Great Britain's former prime minister Tony Blair criticized the British Labour Party’s approach to the Brexit, remarking that keeping both sides happy is not feasible.
“It would’ve been better if we’d been able to fight it in a clearer way,” said Blair in front of an audience in London yesterday at an event hosted by the Guardian at the Barbican center. In his address, Blair also confirmed his intention to vote for Labour.
Several Labour MPs and representatives are currently pushing for a confirmatory referendum, conditioning their support to any eventual agreement to the inclusion of a mechanism that would take into account the people's will. However, many conservative MPs and representatives want to take the 2016 referendum results into account.
Blair supported the idea of a new referendum, remarking that despite the fact that he considers Labour to be correct when the party accepted the results of the 2016 referendum, it should have supported the calling of a new one given the failure of the Brexit talks.
He also said that a no-deal Brexit was “very unlikely” and that the Brexit discussion has been distracting the British government from other important political and economic domestic issues that are currently affecting the country.

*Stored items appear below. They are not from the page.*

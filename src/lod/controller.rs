use super::LodKey;
use crate::assets::AssetStore;
use crate::render::synthesis::synthesize;
use crate::scene::material::{Material, MaterialFactory, PhysicalMaterialFactory};
use crate::scene::{Entity, SceneGraph, SceneNode, Transform};
use crate::ui::{MaterialParameters, ParameterState, ShadowSettings};

#[derive(Debug, thiserror::Error)]
pub enum LodError {
    #[error("LOD {0} not loaded")]
    NotLoaded(LodKey),
}

/// The scene-attached clone of one stored LOD.
#[derive(Debug)]
pub struct ActiveModel {
    key: LodKey,
    entity: Entity,
    /// Source material of every submesh, in traversal order.
    source_materials: Vec<Material>,
}

impl ActiveModel {
    pub fn entity(&self) -> Entity {
        self.entity
    }
}

/// Owns the displayed LOD and keeps its materials in sync with the
/// current parameters.
pub struct LodController<F: MaterialFactory = PhysicalMaterialFactory> {
    factory: F,
    active: Option<ActiveModel>,
}

impl LodController<PhysicalMaterialFactory> {
    pub fn new() -> Self {
        Self::with_factory(PhysicalMaterialFactory)
    }
}

impl Default for LodController<PhysicalMaterialFactory> {
    fn default() -> Self {
        Self::new()
    }
}

impl<F: MaterialFactory> LodController<F> {
    pub fn with_factory(factory: F) -> Self {
        Self {
            factory,
            active: None,
        }
    }

    pub fn active(&self) -> Option<&ActiveModel> {
        self.active.as_ref()
    }

    pub fn current_key(&self) -> Option<LodKey> {
        self.active().map(|model| model.key)
    }

    /// Replaces the displayed model with a fresh clone of `key`.
    ///
    /// Fails without touching the scene when `key` is not in `store`.
    pub fn switch_to<S: SceneGraph>(
        &mut self,
        key: LodKey,
        store: &AssetStore,
        scene: &mut S,
        params: &ParameterState,
    ) -> Result<(), LodError> {
        let Some(asset) = store.get(key) else {
            log::warn!(
                "Cannot switch to {}: not loaded (showing {:?})",
                key,
                self.current_key()
            );
            return Err(LodError::NotLoaded(key));
        };

        if let Some(previous) = self.active.take() {
            scene.remove(previous.entity);
        }

        let mut model = asset.mesh.clone();
        *model.transform_mut() = Transform::IDENTITY;

        let mut source_materials = Vec::new();
        let factory = &self.factory;
        let cast_shadows = params.shadows.use_shadows;
        model.visit_meshes_mut(&mut |mesh| {
            let source = mesh.material.clone();
            let mut target = factory.create_pbr();
            match synthesize(&mut target, Some(&source), key, &params.material, store) {
                Ok(()) => mesh.material = target,
                Err(err) => log::warn!("Skipping material for '{}': {}", mesh.name, err),
            }
            mesh.cast_shadow = cast_shadows;
            mesh.receive_shadow = cast_shadows;
            source_materials.push(source);
        });

        let entity = scene.add(model);
        log::info!(
            "Switched to {} ({} submeshes, entity {})",
            key,
            source_materials.len(),
            entity.id()
        );
        self.active = Some(ActiveModel {
            key,
            entity,
            source_materials,
        });
        Ok(())
    }

    /// Re-synthesizes every submesh material of the displayed model in place.
    /// Returns how many submeshes were updated.
    pub fn refresh_materials<S: SceneGraph>(
        &self,
        store: &AssetStore,
        scene: &mut S,
        params: &MaterialParameters,
    ) -> usize {
        let Some(model) = &self.active else {
            return 0;
        };
        let Some(node) = scene.node_mut(model.entity) else {
            log::warn!("Active model entity {} missing from scene", model.entity.id());
            return 0;
        };

        let factory = &self.factory;
        let mut index = 0;
        let mut updated = 0;
        node.visit_meshes_mut(&mut |mesh| {
            let source = model.source_materials.get(index);
            index += 1;
            let mut target = factory.create_pbr();
            match synthesize(&mut target, source, model.key, params, store) {
                Ok(()) => {
                    mesh.material = target;
                    updated += 1;
                }
                Err(err) => log::warn!("Skipping material for '{}': {}", mesh.name, err),
            }
        });
        log::debug!("Refreshed {} of {} materials", updated, index);
        updated
    }

    pub fn apply_shadows<S: SceneGraph>(&self, scene: &mut S, shadows: &ShadowSettings) {
        if let Some(node) = self.active_node_mut(scene) {
            let enabled = shadows.use_shadows;
            node.visit_meshes_mut(&mut |mesh| {
                mesh.cast_shadow = enabled;
                mesh.receive_shadow = enabled;
            });
        }
    }

    pub fn active_node_mut<'s, S: SceneGraph>(&self, scene: &'s mut S) -> Option<&'s mut SceneNode> {
        scene.node_mut(self.active()?.entity())
    }
}
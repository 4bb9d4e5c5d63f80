use crate::ui::controls::clamp_parameters;
use crate::ui::ParameterState;
use std::path::Path;

#[derive(Debug, thiserror::Error)]
pub enum SerializationError {
    #[error("IO error: {0}")]
    Io(#[from] std::io::Error),
    #[error("JSON error: {0}")]
    Json(#[from] serde_json::Error),
}

pub type Result<T> = std::result::Result<T, SerializationError>;

pub fn save_preset_to_file(params: &ParameterState, path: &Path) -> Result<()> {
    let json = serde_json::to_string_pretty(params)?;
    std::fs::write(path, json)?;
    log::info!("Preset saved to {}", path.display());
    Ok(())
}

/// Missing fields take their defaults; out-of-range values are clamped.
pub fn load_preset_from_file(path: &Path) -> Result<ParameterState> {
    let json = std::fs::read_to_string(path)?;
    let mut params: ParameterState = serde_json::from_str(&json)?;
    clamp_parameters(&mut params);
    log::info!("Preset loaded from {}", path.display());
    Ok(params)
}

“The great irony of Brexit is, the future of the National Health Service is decided in Westminster. The person who’s got the opportunity to do something about knife crime is Theresa May, not Jean-Claude Juncker,” he said, “Brexit’s distractive effect is almost as bad as the destructive effect,” he added.
Issues with health and police funding and lack of opportunities for the young Britons should be among the top priorities of the parliament according to Blair.
He also criticized the conservative party, accusing them of following the steps of Labour.
“My view is that both the main parties have made the same mistake if you try and face both ways you end up pleasing no one,” he commented.
Blair criticized the Brexit strongly adding that "it’s the answer to nothing”, despite attributing to legitimate concerns about immigration and globalization.